[HOW TO COMPLETE THIS TASK]
For every line in the data below, check for the word "Some", then state how many lines have it. Answer with the number only.

[DATA]

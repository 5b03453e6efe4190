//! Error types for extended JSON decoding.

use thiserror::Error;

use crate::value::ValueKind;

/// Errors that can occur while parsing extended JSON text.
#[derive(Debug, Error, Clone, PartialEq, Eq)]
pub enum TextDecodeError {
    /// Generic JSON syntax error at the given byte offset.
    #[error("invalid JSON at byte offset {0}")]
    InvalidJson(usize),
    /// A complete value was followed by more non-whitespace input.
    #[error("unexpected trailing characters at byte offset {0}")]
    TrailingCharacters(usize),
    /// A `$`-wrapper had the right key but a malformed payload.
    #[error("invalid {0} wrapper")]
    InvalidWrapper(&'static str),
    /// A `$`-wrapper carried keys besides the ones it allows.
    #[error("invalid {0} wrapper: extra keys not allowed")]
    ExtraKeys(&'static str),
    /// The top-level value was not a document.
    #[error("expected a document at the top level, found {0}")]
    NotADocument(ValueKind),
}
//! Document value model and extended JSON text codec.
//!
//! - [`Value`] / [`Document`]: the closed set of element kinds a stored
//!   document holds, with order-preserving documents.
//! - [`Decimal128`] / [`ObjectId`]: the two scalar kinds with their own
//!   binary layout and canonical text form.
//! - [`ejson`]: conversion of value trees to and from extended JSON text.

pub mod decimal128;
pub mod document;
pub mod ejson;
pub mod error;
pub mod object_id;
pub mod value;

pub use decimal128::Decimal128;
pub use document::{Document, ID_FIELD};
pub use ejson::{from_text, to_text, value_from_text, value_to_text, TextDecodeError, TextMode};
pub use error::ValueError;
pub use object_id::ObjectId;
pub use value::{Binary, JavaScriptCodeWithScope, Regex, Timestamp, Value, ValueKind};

* * *

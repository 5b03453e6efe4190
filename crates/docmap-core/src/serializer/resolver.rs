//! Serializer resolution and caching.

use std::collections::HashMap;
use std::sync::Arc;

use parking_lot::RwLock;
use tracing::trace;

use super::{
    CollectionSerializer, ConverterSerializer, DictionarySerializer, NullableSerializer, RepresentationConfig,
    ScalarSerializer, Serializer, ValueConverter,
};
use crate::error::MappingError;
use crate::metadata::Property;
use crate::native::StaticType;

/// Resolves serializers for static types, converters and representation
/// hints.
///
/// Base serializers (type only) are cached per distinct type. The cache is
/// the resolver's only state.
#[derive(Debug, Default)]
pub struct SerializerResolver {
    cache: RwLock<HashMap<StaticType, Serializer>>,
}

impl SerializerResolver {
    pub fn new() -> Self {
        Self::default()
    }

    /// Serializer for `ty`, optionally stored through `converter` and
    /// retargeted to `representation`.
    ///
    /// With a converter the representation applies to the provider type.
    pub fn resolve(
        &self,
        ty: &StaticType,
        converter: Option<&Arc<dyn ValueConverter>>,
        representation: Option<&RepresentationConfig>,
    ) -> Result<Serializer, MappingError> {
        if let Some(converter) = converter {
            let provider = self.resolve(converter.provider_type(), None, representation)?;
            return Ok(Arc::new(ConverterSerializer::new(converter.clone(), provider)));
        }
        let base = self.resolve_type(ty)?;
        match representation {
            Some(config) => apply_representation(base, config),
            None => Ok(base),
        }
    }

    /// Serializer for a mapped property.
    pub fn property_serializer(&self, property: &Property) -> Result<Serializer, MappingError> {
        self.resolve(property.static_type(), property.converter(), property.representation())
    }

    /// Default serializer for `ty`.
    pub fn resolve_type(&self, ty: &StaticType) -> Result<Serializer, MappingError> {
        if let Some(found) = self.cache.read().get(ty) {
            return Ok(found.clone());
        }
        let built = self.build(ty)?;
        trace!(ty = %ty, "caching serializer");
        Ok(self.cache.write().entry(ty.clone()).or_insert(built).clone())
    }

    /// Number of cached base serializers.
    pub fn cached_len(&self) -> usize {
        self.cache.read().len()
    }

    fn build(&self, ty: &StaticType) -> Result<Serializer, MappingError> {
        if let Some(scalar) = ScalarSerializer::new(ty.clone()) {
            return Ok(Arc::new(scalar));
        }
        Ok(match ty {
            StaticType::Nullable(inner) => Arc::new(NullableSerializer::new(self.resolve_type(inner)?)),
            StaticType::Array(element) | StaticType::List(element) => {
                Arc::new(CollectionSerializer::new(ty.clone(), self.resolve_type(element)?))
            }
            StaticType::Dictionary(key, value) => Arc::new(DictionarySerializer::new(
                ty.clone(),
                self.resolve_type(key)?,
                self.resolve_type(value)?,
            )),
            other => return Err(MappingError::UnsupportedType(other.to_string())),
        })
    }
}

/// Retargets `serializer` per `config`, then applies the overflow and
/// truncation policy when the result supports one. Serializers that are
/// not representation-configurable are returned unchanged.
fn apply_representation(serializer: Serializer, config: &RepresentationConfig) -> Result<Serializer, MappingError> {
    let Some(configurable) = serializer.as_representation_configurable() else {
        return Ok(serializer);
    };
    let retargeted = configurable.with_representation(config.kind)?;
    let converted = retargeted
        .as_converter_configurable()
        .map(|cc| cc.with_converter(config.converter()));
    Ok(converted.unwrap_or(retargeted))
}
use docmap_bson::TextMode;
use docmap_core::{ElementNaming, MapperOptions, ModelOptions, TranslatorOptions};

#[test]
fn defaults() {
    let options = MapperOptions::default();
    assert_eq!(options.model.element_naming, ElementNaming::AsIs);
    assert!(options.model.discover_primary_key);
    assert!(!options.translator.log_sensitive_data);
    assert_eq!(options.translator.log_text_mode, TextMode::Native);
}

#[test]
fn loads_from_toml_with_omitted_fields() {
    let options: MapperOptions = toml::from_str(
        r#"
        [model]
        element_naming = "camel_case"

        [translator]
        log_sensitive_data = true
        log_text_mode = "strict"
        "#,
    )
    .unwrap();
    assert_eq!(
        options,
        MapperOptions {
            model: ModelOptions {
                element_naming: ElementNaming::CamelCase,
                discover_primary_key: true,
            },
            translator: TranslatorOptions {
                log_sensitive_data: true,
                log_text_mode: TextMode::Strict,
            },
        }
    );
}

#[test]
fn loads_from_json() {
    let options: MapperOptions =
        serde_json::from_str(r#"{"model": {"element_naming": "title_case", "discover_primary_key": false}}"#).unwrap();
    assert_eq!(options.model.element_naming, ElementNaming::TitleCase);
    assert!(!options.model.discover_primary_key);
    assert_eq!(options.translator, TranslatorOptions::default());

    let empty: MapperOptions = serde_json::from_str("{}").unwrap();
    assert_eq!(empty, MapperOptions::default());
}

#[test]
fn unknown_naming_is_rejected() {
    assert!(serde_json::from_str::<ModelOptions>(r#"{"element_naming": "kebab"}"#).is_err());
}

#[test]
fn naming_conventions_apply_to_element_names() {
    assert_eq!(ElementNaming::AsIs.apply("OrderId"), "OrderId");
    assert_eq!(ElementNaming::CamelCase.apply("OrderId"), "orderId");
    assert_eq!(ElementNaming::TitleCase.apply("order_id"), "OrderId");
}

---

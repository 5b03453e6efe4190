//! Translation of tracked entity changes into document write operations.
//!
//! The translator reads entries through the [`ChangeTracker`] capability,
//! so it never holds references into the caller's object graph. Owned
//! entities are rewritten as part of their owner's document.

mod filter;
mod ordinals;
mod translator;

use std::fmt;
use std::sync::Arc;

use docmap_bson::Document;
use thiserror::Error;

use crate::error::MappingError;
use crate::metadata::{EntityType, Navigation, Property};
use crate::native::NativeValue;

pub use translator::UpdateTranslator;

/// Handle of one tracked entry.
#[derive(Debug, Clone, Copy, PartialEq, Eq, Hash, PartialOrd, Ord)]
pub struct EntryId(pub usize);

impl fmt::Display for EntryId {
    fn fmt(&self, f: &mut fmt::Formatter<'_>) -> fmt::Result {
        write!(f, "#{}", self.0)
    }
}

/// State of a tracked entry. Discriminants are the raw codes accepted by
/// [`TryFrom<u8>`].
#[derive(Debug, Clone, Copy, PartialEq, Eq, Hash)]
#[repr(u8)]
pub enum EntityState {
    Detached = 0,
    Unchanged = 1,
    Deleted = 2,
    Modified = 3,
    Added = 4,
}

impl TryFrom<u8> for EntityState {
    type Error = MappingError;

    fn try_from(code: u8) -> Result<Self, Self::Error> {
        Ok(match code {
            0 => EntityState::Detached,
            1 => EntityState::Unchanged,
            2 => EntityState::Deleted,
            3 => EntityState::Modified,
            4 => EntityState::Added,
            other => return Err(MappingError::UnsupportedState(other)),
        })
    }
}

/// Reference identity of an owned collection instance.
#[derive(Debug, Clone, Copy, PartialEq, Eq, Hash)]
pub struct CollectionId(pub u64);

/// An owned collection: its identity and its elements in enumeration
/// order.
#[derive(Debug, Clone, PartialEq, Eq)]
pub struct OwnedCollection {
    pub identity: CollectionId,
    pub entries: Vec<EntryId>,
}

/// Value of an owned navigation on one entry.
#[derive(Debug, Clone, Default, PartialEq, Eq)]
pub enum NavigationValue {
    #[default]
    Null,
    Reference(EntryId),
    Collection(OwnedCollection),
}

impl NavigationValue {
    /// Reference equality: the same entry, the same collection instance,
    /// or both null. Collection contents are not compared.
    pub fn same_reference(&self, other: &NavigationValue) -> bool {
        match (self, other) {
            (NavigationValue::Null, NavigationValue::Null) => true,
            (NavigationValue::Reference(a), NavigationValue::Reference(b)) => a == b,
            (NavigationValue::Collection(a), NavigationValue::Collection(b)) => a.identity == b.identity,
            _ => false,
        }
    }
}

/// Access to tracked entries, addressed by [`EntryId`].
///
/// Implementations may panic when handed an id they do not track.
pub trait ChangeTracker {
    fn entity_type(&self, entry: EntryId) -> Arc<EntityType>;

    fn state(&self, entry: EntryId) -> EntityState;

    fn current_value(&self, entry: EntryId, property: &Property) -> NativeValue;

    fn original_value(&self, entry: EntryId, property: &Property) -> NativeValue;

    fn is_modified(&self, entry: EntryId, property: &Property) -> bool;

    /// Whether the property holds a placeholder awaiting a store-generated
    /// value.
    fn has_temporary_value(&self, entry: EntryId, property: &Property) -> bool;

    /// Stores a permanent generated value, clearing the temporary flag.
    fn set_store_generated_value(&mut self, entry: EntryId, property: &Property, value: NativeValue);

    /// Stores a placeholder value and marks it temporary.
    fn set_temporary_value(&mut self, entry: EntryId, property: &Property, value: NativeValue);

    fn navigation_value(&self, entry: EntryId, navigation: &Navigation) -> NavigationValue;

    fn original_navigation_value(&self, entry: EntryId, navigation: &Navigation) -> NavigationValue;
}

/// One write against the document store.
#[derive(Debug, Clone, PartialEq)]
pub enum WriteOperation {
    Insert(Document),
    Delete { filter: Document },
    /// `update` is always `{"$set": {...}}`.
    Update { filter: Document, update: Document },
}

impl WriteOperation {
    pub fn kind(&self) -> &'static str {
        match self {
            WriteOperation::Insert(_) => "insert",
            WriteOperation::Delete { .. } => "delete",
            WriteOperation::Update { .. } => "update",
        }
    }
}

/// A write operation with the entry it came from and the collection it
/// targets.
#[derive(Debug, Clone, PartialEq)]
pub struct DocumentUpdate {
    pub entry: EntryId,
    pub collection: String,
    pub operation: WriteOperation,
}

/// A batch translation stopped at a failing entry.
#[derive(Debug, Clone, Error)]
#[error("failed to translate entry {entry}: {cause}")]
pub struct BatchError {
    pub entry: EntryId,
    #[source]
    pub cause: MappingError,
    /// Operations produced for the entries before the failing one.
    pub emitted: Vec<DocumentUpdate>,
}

[RESPONSE TO THIS TASK]
5